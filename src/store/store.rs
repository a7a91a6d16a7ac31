use super::error::StoreError;

/// An ordered, durable log of opaque records.
///
/// Callers normally go through a [`Session`]: session dequeues are tentative
/// and only become removals on [`Session::flush`]. A session dropped without
/// flushing leaves the store exactly as it was.
pub trait DurableStore: Send {
    /// Durably append records, in order. Returns after the data is synced.
    fn append(&mut self, records: &[Vec<u8>]) -> Result<(), StoreError>;

    /// Read the record `index` positions behind the head, without removing it.
    fn read_at(&mut self, index: usize) -> Result<Option<Vec<u8>>, StoreError>;

    /// Durably remove up to `count` records from the head.
    fn remove_front(&mut self, count: usize) -> Result<(), StoreError>;

    /// Number of live records.
    fn estimated_len(&self) -> usize;

    /// Release the store. Calling it again is a no-op.
    fn close(&mut self) -> Result<(), StoreError>;

    fn open_session(&mut self) -> Session<'_, Self>
    where
        Self: Sized,
    {
        Session::new(self)
    }
}

/// A unit of work against a store. Nothing is persisted until `flush`.
pub struct Session<'a, S: DurableStore + ?Sized> {
    store: &'a mut S,
    appended: Vec<Vec<u8>>,
    dequeued: usize,
}

impl<'a, S: DurableStore + ?Sized> Session<'a, S> {
    pub fn new(store: &'a mut S) -> Self {
        Self {
            store,
            appended: Vec::new(),
            dequeued: 0,
        }
    }

    /// Stage a record for append.
    pub fn enqueue(&mut self, record: Vec<u8>) {
        self.appended.push(record);
    }

    /// Tentatively take the next record. It is removed only on `flush`.
    pub fn dequeue(&mut self) -> Result<Option<Vec<u8>>, StoreError> {
        let record = self.store.read_at(self.dequeued)?;
        if record.is_some() {
            self.dequeued += 1;
        }
        Ok(record)
    }

    /// Persist staged dequeues, then staged appends.
    pub fn flush(&mut self) -> Result<(), StoreError> {
        if self.dequeued > 0 {
            self.store.remove_front(self.dequeued)?;
            self.dequeued = 0;
        }
        if !self.appended.is_empty() {
            self.store.append(&self.appended)?;
            self.appended.clear();
        }
        Ok(())
    }
}
//! Dispatcher - a thread pool that drains any [`WorkQueue`](crate::queue::WorkQueue),
//! committing items whose handler succeeds and aborting the rest.

mod dispatcher;
mod error;

pub use dispatcher::{DispatchStats, Dispatcher, DispatcherHandle};
pub use error::HandlerError;
//! Typed messages and their object-safe view.

use std::any::Any;
use std::fmt;

use serde::de::DeserializeOwned;
use serde::Serialize;
use uuid::Uuid;

use super::envelope::Codec;
use super::error::EnvelopeError;

/// A message that can travel through the bus.
///
/// `TYPE_NAME` is the stable identifier written into envelopes and used as
/// the default exchange when sending. `SUPERTYPES` lists the contracts this
/// message also satisfies, ordered from most-derived to base. Receivers that
/// registered any of those contracts can decode the message.
///
/// ```
/// use durable_bus::Message;
/// use serde::{Deserialize, Serialize};
/// use uuid::Uuid;
///
/// #[derive(Debug, Clone, Serialize, Deserialize)]
/// struct RedMessage {
///     correlation_id: Uuid,
///     text: String,
/// }
///
/// impl Message for RedMessage {
///     const TYPE_NAME: &'static str = "Colours.RedMessage";
///     const SUPERTYPES: &'static [&'static str] = &["Colours.IColourMessage"];
///
///     fn correlation_id(&self) -> Uuid {
///         self.correlation_id
///     }
/// }
/// ```
pub trait Message: Serialize + DeserializeOwned + fmt::Debug + Send + Sync + 'static {
    const TYPE_NAME: &'static str;
    const SUPERTYPES: &'static [&'static str] = &[];

    /// Identifier of this message instance; fixed at creation.
    fn correlation_id(&self) -> Uuid;
}

/// Object-safe view of a [`Message`], used where the concrete type is only
/// known at runtime (hooks, decoded deliveries, the durable buffer).
pub trait AnyMessage: fmt::Debug + Send + Sync + 'static {
    fn type_name(&self) -> &'static str;

    fn supertypes(&self) -> &'static [&'static str];

    fn correlation(&self) -> Uuid;

    /// Serialize only the body, in the given codec.
    fn encode_payload(&self, codec: Codec) -> Result<String, EnvelopeError>;

    fn as_any(&self) -> &dyn Any;
}

impl<M: Message> AnyMessage for M {
    fn type_name(&self) -> &'static str {
        M::TYPE_NAME
    }

    fn supertypes(&self) -> &'static [&'static str] {
        M::SUPERTYPES
    }

    fn correlation(&self) -> Uuid {
        self.correlation_id()
    }

    fn encode_payload(&self, codec: Codec) -> Result<String, EnvelopeError> {
        codec.encode(self)
    }

    fn as_any(&self) -> &dyn Any {
        self
    }
}

impl dyn AnyMessage {
    /// Borrow the concrete message if it is an `M`.
    pub fn downcast_ref<M: Message>(&self) -> Option<&M> {
        self.as_any().downcast_ref::<M>()
    }

    /// The message's own type name followed by its supertypes.
    pub fn type_chain(&self) -> Vec<&'static str> {
        let mut chain = Vec::with_capacity(1 + self.supertypes().len());
        chain.push(self.type_name());
        chain.extend_from_slice(self.supertypes());
        chain
    }
}

/// Fresh correlation identifier for a new message instance.
pub fn new_correlation_id() -> Uuid {
    Uuid::new_v4()
}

++++

### Work request
Please copy the lines in the records above between the one holding "through the bus." and the one holding "-> Result<String, EnvelopeError>;", inclusive, exactly and with no other line.

### Exercise answer
/// A message that can travel through the bus.
///
/// `TYPE_NAME` is the stable identifier written into envelopes and used as
/// the default exchange when sending. `SUPERTYPES` lists the contracts this
/// message also satisfies, ordered from most-derived to base. Receivers that
/// registered any of those contracts can decode the message.
///
/// ```
/// use durable_bus::Message;
/// use serde::{Deserialize, Serialize};
/// use uuid::Uuid;
///
/// #[derive(Debug, Clone, Serialize, Deserialize)]
/// struct RedMessage {
///     correlation_id: Uuid,
///     text: String,
/// }
///
/// impl Message for RedMessage {
///     const TYPE_NAME: &'static str = "Colours.RedMessage";
///     const SUPERTYPES: &'static [&'static str] = &["Colours.IColourMessage"];
///
///     fn correlation_id(&self) -> Uuid {
///         self.correlation_id
///     }
/// }
/// ```
pub trait Message: Serialize + DeserializeOwned + fmt::Debug + Send + Sync + 'static {
    const TYPE_NAME: &'static str;
    const SUPERTYPES: &'static [&'static str] = &[];

    /// Identifier of this message instance; fixed at creation.
    fn correlation_id(&self) -> Uuid;
}

/// Object-safe view of a [`Message`], used where the concrete type is only
/// known at runtime (hooks, decoded deliveries, the durable buffer).
pub trait AnyMessage: fmt::Debug + Send + Sync + 'static {
    fn type_name(&self) -> &'static str;

    fn supertypes(&self) -> &'static [&'static str];

    fn correlation(&self) -> Uuid;

    /// Serialize only the body, in the given codec.
    fn encode_payload(&self, codec: Codec) -> Result<String, EnvelopeError>;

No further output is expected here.